▸ **EXERCISE AIM**
Please copy the listing below in its entirety, without alteration.
══ INFORMATION GIVEN ══
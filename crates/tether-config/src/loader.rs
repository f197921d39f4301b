//! Config file discovery and layered loading.
//!
//! Implements the `Config::load()` algorithm:
//! 1. Parse `defaults.toml` → base
//! 2. Merge `~/.tether/config.toml` (user)
//! 3. Merge `{workspace}/.tether/config.toml` (workspace)
//! 4. Apply env var fallbacks for unset fields
//! 5. Deserialize merged tree → `Config`
//! 6. Validate
//! 7. Return `ResolvedConfig`

use std::collections::HashMap;
use std::path::{Path, PathBuf};

use tracing::{debug, info};

use crate::env::{apply_env_fallbacks, collect_env_vars};
use crate::error::{ConfigError, ConfigResult};
use crate::merge::{ConfigLayer, FieldSources, deep_merge_tracking, record_leaves};
use crate::types::Config;
use crate::validate;

/// Embedded default configuration.
const DEFAULTS_TOML: &str = include_str!("defaults.toml");

/// Name of the per-user and per-workspace config directory.
const CONFIG_DIR: &str = ".tether";

/// Maximum allowed config file size (1 MB).
const MAX_CONFIG_FILE_SIZE: u64 = 1_048_576;

/// A loaded configuration together with where each value came from.
#[derive(Debug, Clone)]
pub struct ResolvedConfig {
    /// The final configuration.
    pub config: Config,
    /// Which layer set each leaf field.
    pub field_sources: FieldSources,
    /// Files that contributed a layer, in merge order.
    pub loaded_files: Vec<String>,
}

/// Load the configuration with layered file precedence.
///
/// `workspace_root` is the root of the current project. If `None`, the
/// workspace layer is skipped. `home_override` replaces the user's home
/// directory for user-level config discovery.
///
/// # Errors
///
/// Returns a [`ConfigError`] if any config file is malformed, or if the
/// final merged configuration fails validation.
pub fn load(
    workspace_root: Option<&Path>,
    home_override: Option<&Path>,
) -> ConfigResult<ResolvedConfig> {
    let home_dir = match home_override {
        Some(h) => h.to_path_buf(),
        None => home_directory()?,
    };
    load_with_env(workspace_root, &home_dir, &collect_env_vars())
}

/// [`load`] with an explicit home directory and environment snapshot.
///
/// # Errors
///
/// Same as [`load`].
pub fn load_with_env<S: ::std::hash::BuildHasher>(
    workspace_root: Option<&Path>,
    home_dir: &Path,
    env_vars: &HashMap<String, String, S>,
) -> ConfigResult<ResolvedConfig> {
    // 1. Embedded defaults.
    let mut merged: toml::Value =
        toml::from_str(DEFAULTS_TOML).map_err(|e| ConfigError::ParseError {
            path: "<embedded defaults>".to_owned(),
            source: e,
        })?;

    let mut field_sources = FieldSources::new();
    let mut loaded_files = Vec::new();
    record_leaves(&merged, "", &ConfigLayer::Defaults, &mut field_sources);

    // 2. User config.
    let user_path = home_dir.join(CONFIG_DIR).join("config.toml");
    if let Some(overlay) = try_load_file(&user_path)? {
        deep_merge_tracking(
            &mut merged,
            &overlay,
            "",
            &ConfigLayer::User,
            &mut field_sources,
        );
        loaded_files.push(user_path.display().to_string());
        info!(path = %user_path.display(), "loaded user config");
    }

    // 3. Workspace config.
    if let Some(ws_root) = workspace_root {
        let ws_path = ws_root.join(CONFIG_DIR).join("config.toml");
        if let Some(overlay) = try_load_file(&ws_path)? {
            deep_merge_tracking(
                &mut merged,
                &overlay,
                "",
                &ConfigLayer::Workspace,
                &mut field_sources,
            );
            loaded_files.push(ws_path.display().to_string());
            info!(path = %ws_path.display(), "loaded workspace config");
        }
    }

    // 4. Env var fallbacks for unset fields.
    let env_count = apply_env_fallbacks(&mut merged, &mut field_sources, env_vars);
    if env_count > 0 {
        debug!(count = env_count, "applied environment variable fallbacks");
    }

    // 5. Deserialize.
    let config: Config =
        merged
            .try_into()
            .map_err(|e: toml::de::Error| ConfigError::ParseError {
                path: "<merged config>".to_owned(),
                source: e,
            })?;

    // 6. Validate.
    validate::validate(&config)?;

    Ok(ResolvedConfig {
        config,
        field_sources,
        loaded_files,
    })
}

/// Load a config from a specific file path (no layering).
///
/// # Errors
///
/// Returns a [`ConfigError`] if the file cannot be read or parsed.
pub fn load_file(path: &Path) -> ConfigResult<Config> {
    let Some(value) = try_load_file(path)? else {
        return Err(ConfigError::ReadError {
            path: path.display().to_string(),
            source: std::io::Error::from(std::io::ErrorKind::NotFound),
        });
    };

    let config: Config = value
        .try_into()
        .map_err(|e: toml::de::Error| ConfigError::ParseError {
            path: path.display().to_string(),
            source: e,
        })?;

    validate::validate(&config)?;
    Ok(config)
}

/// Try to load a file, returning `None` if the file doesn't exist.
///
/// Uses a single read so there is no window between an existence check and
/// the read.
fn try_load_file(path: &Path) -> ConfigResult<Option<toml::Value>> {
    let content = match std::fs::read_to_string(path) {
        Ok(c) => c,
        Err(e) if e.kind() == std::io::ErrorKind::NotFound => {
            debug!(path = %path.display(), "config file not found, skipping");
            return Ok(None);
        },
        Err(e) => {
            return Err(ConfigError::ReadError {
                path: path.display().to_string(),
                source: e,
            });
        },
    };

    if content.len() as u64 > MAX_CONFIG_FILE_SIZE {
        return Err(ConfigError::ValidationError {
            field: path.display().to_string(),
            message: format!(
                "config file is {} bytes, exceeding the {} byte limit",
                content.len(),
                MAX_CONFIG_FILE_SIZE
            ),
        });
    }

    let value: toml::Value = toml::from_str(&content).map_err(|e| ConfigError::ParseError {
        path: path.display().to_string(),
        source: e,
    })?;

    Ok(Some(value))
}

fn home_directory() -> ConfigResult<PathBuf> {
    directories::BaseDirs::new()
        .map(|d| d.home_dir().to_path_buf())
        .ok_or(ConfigError::NoHomeDir)
}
═══
▸ **ANSWER SECTION**
filename crates/tether-config/src/loader.rs
repository f197921d39f4301b
//! Config file discovery and layered loading.
//!
//! Implements the `Config::load()` algorithm:
//! 1. Parse `defaults.toml` → base
//! 2. Merge `~/.tether/config.toml` (user)
//! 3. Merge `{workspace}/.tether/config.toml` (workspace)
//! 4. Apply env var fallbacks for unset fields
//! 5. Deserialize merged tree → `Config`
//! 6. Validate
//! 7. Return `ResolvedConfig`

use std::collections::HashMap;
use std::path::{Path, PathBuf};

use tracing::{debug, info};

use crate::env::{apply_env_fallbacks, collect_env_vars};
use crate::error::{ConfigError, ConfigResult};
use crate::merge::{ConfigLayer, FieldSources, deep_merge_tracking, record_leaves};
use crate::types::Config;
use crate::validate;

/// Embedded default configuration.
const DEFAULTS_TOML: &str = include_str!("defaults.toml");

/// Name of the per-user and per-workspace config directory.
const CONFIG_DIR: &str = ".tether";

/// Maximum allowed config file size (1 MB).
const MAX_CONFIG_FILE_SIZE: u64 = 1_048_576;

/// A loaded configuration together with where each value came from.
#[derive(Debug, Clone)]
pub struct ResolvedConfig {
    /// The final configuration.
    pub config: Config,
    /// Which layer set each leaf field.
    pub field_sources: FieldSources,
    /// Files that contributed a layer, in merge order.
    pub loaded_files: Vec<String>,
}

/// Load the configuration with layered file precedence.
///
/// `workspace_root` is the root of the current project. If `None`, the
/// workspace layer is skipped. `home_override` replaces the user's home
/// directory for user-level config discovery.
///
/// # Errors
///
/// Returns a [`ConfigError`] if any config file is malformed, or if the
/// final merged configuration fails validation.
pub fn load(
    workspace_root: Option<&Path>,
    home_override: Option<&Path>,
) -> ConfigResult<ResolvedConfig> {
    let home_dir = match home_override {
        Some(h) => h.to_path_buf(),
        None => home_directory()?,
    };
    load_with_env(workspace_root, &home_dir, &collect_env_vars())
}

/// [`load`] with an explicit home directory and environment snapshot.
///
/// # Errors
///
/// Same as [`load`].
pub fn load_with_env<S: ::std::hash::BuildHasher>(
    workspace_root: Option<&Path>,
    home_dir: &Path,
    env_vars: &HashMap<String, String, S>,
) -> ConfigResult<ResolvedConfig> {
    // 1. Embedded defaults.
    let mut merged: toml::Value =
        toml::from_str(DEFAULTS_TOML).map_err(|e| ConfigError::ParseError {
            path: "<embedded defaults>".to_owned(),
            source: e,
        })?;

    let mut field_sources = FieldSources::new();
    let mut loaded_files = Vec::new();
    record_leaves(&merged, "", &ConfigLayer::Defaults, &mut field_sources);

    // 2. User config.
    let user_path = home_dir.join(CONFIG_DIR).join("config.toml");
    if let Some(overlay) = try_load_file(&user_path)? {
        deep_merge_tracking(
            &mut merged,
            &overlay,
            "",
            &ConfigLayer::User,
            &mut field_sources,
        );
        loaded_files.push(user_path.display().to_string());
        info!(path = %user_path.display(), "loaded user config");
    }

    // 3. Workspace config.
    if let Some(ws_root) = workspace_root {
        let ws_path = ws_root.join(CONFIG_DIR).join("config.toml");
        if let Some(overlay) = try_load_file(&ws_path)? {
            deep_merge_tracking(
                &mut merged,
                &overlay,
                "",
                &ConfigLayer::Workspace,
                &mut field_sources,
            );
            loaded_files.push(ws_path.display().to_string());
            info!(path = %ws_path.display(), "loaded workspace config");
        }
    }

    // 4. Env var fallbacks for unset fields.
    let env_count = apply_env_fallbacks(&mut merged, &mut field_sources, env_vars);
    if env_count > 0 {
        debug!(count = env_count, "applied environment variable fallbacks");
    }

    // 5. Deserialize.
    let config: Config =
        merged
            .try_into()
            .map_err(|e: toml::de::Error| ConfigError::ParseError {
                path: "<merged config>".to_owned(),
                source: e,
            })?;

    // 6. Validate.
    validate::validate(&config)?;

    Ok(ResolvedConfig {
        config,
        field_sources,
        loaded_files,
    })
}

/// Load a config from a specific file path (no layering).
///
/// # Errors
///
/// Returns a [`ConfigError`] if the file cannot be read or parsed.
pub fn load_file(path: &Path) -> ConfigResult<Config> {
    let Some(value) = try_load_file(path)? else {
        return Err(ConfigError::ReadError {
            path: path.display().to_string(),
            source: std::io::Error::from(std::io::ErrorKind::NotFound),
        });
    };

    let config: Config = value
        .try_into()
        .map_err(|e: toml::de::Error| ConfigError::ParseError {
            path: path.display().to_string(),
            source: e,
        })?;

    validate::validate(&config)?;
    Ok(config)
}

/// Try to load a file, returning `None` if the file doesn't exist.
///
/// Uses a single read so there is no window between an existence check and
/// the read.
fn try_load_file(path: &Path) -> ConfigResult<Option<toml::Value>> {
    let content = match std::fs::read_to_string(path) {
        Ok(c) => c,
        Err(e) if e.kind() == std::io::ErrorKind::NotFound => {
            debug!(path = %path.display(), "config file not found, skipping");
            return Ok(None);
        },
        Err(e) => {
            return Err(ConfigError::ReadError {
                path: path.display().to_string(),
                source: e,
            });
        },
    };

    if content.len() as u64 > MAX_CONFIG_FILE_SIZE {
        return Err(ConfigError::ValidationError {
            field: path.display().to_string(),
            message: format!(
                "config file is {} bytes, exceeding the {} byte limit",
                content.len(),
                MAX_CONFIG_FILE_SIZE
            ),
        });
    }

    let value: toml::Value = toml::from_str(&content).map_err(|e| ConfigError::ParseError {
        path: path.display().to_string(),
        source: e,
    })?;

    Ok(Some(value))
}

fn home_directory() -> ConfigResult<PathBuf> {
    directories::BaseDirs::new()
        .map(|d| d.home_dir().to_path_buf())
        .ok_or(ConfigError::NoHomeDir)
}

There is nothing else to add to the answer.